Data entries:

[Start of Attachment]

//! Lexer implementation using logos

mod token;

pub use token::{dedent, DslBlock, Token};

use crate::ast::Span;
use crate::error::{CompileError, Result};
use logos::Logos;

/// Tokenize source code
pub fn tokenize(source: &str) -> Result<Vec<(Token, Span)>> {
    let mut tokens = Vec::new();
    let mut lexer = Token::lexer(source);

    while let Some(result) = lexer.next() {
        let span = Span::new(lexer.span().start, lexer.span().end);
        match result {
            Ok(token) => tokens.push((token, span)),
            Err(_) => {
                return Err(CompileError::lexer(
                    format!("unexpected input: {:?}", lexer.slice()),
                    span,
                ));
            }
        }
    }

    Ok(tokens)
}

#[cfg(test)]
mod tests {
    use super::*;

    fn kinds(source: &str) -> Vec<Token> {
        tokenize(source).unwrap().into_iter().map(|(t, _)| t).collect()
    }

    #[test]
    fn test_tokenize_empty() {
        assert!(tokenize("").unwrap().is_empty());
    }

    #[test]
    fn test_tokenize_keywords() {
        assert_eq!(
            kinds("class struct ctor func val var try catch finally"),
            vec![
                Token::Class,
                Token::Struct,
                Token::Ctor,
                Token::Func,
                Token::Val,
                Token::Var,
                Token::Try,
                Token::Catch,
                Token::Finally,
            ]
        );
    }

    #[test]
    fn test_tokenize_identity_operators_before_equality() {
        assert_eq!(
            kinds("a === b !== c == d != e"),
            vec![
                Token::Ident("a".into()),
                Token::EqEqEq,
                Token::Ident("b".into()),
                Token::NotEqEq,
                Token::Ident("c".into()),
                Token::EqEq,
                Token::Ident("d".into()),
                Token::NotEq,
                Token::Ident("e".into()),
            ]
        );
    }

    #[test]
    fn test_tokenize_rest_capture() {
        assert_eq!(
            kinds("[head, tail..]"),
            vec![
                Token::LBracket,
                Token::Ident("head".into()),
                Token::Comma,
                Token::Ident("tail".into()),
                Token::DotDot,
                Token::RBracket,
            ]
        );
    }

    #[test]
    fn test_tokenize_keyword_prefix_is_identifier() {
        assert_eq!(kinds("value"), vec![Token::Ident("value".into())]);
        assert_eq!(kinds("importer"), vec![Token::Ident("importer".into())]);
    }

    #[test]
    fn test_tokenize_spans() {
        let tokens = tokenize("func main").unwrap();
        assert_eq!(tokens[0].1, Span::new(0, 4));
        assert_eq!(tokens[1].1, Span::new(5, 9));
    }

    #[test]
    fn test_tokenize_skips_comments() {
        assert_eq!(
            kinds("func // comment\nmain"),
            vec![Token::Func, Token::Ident("main".into())]
        );
    }

    #[test]
    fn test_tokenize_error_reports_span() {
        let err = tokenize("val x = $;").unwrap_err();
        assert_eq!(err.span(), Some(Span::new(8, 9)));
        assert!(err.message().contains('$'));
    }
}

[End of Attachment]

Problem to solve:
Go through the entries above and say how many lines include the word "head". Give the number only.

Written response:
2